Task item:
From the data below, return the exact lines starting at the line containing "use tracing_subscriber::filter::ParseError;" and ending at the line containing "impl fmt::Display for TelemetryError", both included, and nothing else.
=== Exercise data ===
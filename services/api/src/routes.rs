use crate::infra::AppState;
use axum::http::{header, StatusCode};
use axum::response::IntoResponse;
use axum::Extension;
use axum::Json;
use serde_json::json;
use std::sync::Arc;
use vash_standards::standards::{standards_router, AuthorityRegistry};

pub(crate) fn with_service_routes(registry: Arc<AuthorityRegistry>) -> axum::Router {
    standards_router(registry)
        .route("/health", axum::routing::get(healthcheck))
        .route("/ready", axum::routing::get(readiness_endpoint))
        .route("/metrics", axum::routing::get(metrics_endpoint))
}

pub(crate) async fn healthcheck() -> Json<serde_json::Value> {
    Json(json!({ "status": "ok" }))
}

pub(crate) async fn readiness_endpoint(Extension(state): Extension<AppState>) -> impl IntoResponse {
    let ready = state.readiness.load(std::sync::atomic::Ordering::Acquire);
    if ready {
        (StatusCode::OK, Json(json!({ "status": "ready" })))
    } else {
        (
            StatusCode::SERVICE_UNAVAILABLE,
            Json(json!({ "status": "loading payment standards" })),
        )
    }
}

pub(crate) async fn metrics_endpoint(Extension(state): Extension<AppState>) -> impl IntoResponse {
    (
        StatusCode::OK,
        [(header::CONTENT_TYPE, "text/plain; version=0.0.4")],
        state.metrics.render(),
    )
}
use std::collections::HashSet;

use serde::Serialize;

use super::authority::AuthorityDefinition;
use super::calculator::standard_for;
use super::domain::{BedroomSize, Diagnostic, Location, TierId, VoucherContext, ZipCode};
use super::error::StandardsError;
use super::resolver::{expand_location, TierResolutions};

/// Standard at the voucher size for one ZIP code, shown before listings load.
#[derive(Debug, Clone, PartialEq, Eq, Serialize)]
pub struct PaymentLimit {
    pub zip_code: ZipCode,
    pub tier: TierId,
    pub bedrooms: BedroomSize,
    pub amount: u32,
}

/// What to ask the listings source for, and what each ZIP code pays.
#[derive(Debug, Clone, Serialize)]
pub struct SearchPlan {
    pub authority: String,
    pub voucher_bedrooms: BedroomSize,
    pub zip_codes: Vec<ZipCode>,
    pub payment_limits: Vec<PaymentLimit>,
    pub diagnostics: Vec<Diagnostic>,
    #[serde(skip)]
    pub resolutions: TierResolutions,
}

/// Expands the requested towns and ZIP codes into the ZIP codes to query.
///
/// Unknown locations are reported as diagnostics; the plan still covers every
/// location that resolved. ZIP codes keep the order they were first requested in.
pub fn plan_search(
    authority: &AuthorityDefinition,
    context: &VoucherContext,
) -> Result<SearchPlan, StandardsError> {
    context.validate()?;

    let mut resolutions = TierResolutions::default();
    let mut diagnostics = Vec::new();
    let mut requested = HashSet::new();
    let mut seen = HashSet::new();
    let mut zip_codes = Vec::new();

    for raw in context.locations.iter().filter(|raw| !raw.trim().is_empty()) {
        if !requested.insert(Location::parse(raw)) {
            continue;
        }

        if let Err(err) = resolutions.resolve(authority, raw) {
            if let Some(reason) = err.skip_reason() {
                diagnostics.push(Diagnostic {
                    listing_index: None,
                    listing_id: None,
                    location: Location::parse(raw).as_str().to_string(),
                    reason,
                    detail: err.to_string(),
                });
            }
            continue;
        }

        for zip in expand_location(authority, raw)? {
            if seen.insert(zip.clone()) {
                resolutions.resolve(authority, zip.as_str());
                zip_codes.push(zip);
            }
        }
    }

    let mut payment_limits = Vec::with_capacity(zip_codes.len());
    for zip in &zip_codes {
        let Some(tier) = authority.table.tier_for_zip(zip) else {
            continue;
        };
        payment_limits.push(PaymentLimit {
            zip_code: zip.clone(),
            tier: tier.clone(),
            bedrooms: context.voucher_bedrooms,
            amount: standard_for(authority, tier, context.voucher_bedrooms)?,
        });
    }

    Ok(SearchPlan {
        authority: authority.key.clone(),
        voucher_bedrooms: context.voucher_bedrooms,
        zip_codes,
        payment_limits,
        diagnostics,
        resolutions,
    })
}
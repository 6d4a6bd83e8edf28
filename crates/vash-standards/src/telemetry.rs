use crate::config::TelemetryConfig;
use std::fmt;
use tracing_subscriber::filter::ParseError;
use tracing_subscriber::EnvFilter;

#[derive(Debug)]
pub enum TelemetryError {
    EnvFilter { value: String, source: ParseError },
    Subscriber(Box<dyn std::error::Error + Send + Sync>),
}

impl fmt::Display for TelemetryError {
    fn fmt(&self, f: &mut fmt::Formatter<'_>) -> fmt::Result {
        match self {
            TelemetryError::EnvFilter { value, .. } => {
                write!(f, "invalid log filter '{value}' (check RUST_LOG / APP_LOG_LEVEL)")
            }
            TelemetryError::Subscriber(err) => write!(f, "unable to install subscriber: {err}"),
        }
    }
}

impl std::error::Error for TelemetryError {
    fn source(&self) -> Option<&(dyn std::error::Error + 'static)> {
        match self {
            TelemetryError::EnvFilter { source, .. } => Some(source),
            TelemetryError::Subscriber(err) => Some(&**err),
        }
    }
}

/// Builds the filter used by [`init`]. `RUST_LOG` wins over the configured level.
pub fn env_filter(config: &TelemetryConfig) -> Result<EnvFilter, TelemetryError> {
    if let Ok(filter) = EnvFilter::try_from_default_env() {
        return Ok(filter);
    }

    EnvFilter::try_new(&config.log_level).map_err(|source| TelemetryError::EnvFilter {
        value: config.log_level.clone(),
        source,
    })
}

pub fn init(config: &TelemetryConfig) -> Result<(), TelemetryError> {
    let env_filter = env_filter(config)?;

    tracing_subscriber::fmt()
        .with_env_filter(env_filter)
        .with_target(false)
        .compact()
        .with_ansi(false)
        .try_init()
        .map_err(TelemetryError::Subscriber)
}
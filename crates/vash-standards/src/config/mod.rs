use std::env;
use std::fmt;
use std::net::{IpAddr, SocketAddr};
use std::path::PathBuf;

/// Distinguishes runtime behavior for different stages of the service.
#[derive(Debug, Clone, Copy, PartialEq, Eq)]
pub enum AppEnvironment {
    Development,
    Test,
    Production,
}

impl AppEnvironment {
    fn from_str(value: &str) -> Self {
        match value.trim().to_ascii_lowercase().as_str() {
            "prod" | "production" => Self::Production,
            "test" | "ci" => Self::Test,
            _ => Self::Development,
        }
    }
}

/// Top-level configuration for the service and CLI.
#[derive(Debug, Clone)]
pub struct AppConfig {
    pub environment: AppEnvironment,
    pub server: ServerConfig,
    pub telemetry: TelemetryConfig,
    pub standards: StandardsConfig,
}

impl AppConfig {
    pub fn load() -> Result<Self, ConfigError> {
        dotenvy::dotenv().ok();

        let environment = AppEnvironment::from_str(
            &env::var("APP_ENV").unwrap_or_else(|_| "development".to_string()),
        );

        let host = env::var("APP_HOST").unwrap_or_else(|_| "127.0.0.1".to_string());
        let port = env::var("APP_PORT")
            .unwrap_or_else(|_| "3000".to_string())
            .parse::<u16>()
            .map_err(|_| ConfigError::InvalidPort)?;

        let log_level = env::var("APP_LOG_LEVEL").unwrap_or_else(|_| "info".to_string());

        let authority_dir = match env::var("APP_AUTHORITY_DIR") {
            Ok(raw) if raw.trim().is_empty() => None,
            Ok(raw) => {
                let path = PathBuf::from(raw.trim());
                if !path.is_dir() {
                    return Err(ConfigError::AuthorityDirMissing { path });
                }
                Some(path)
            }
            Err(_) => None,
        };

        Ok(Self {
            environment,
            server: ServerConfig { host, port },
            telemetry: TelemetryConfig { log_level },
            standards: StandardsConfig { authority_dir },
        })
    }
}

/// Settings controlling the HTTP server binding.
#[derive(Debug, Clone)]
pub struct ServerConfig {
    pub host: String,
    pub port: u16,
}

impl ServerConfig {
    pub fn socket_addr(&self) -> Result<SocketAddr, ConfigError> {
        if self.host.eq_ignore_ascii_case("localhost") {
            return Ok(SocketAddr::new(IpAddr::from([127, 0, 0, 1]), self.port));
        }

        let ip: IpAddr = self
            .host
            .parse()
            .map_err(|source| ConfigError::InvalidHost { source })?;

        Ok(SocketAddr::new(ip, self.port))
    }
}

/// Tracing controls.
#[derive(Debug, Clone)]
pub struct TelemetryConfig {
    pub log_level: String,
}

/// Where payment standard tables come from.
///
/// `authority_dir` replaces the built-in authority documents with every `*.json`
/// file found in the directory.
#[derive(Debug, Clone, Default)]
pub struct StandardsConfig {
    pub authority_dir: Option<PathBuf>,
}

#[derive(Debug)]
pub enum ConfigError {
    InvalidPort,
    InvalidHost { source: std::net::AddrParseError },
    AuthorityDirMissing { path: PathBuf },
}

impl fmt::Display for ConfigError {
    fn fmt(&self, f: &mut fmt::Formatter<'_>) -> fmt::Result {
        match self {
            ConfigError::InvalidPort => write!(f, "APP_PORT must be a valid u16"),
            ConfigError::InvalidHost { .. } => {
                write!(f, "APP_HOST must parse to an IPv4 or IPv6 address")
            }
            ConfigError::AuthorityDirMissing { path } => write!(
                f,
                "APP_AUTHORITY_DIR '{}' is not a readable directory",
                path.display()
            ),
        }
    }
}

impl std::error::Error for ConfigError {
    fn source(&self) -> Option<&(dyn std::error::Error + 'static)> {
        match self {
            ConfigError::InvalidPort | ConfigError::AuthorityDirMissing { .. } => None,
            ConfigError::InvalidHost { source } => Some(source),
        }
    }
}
===
Solution for this problem:
use tracing_subscriber::filter::ParseError;
use tracing_subscriber::EnvFilter;

#[derive(Debug)]
pub enum TelemetryError {
    EnvFilter { value: String, source: ParseError },
    Subscriber(Box<dyn std::error::Error + Send + Sync>),
}

impl fmt::Display for TelemetryError {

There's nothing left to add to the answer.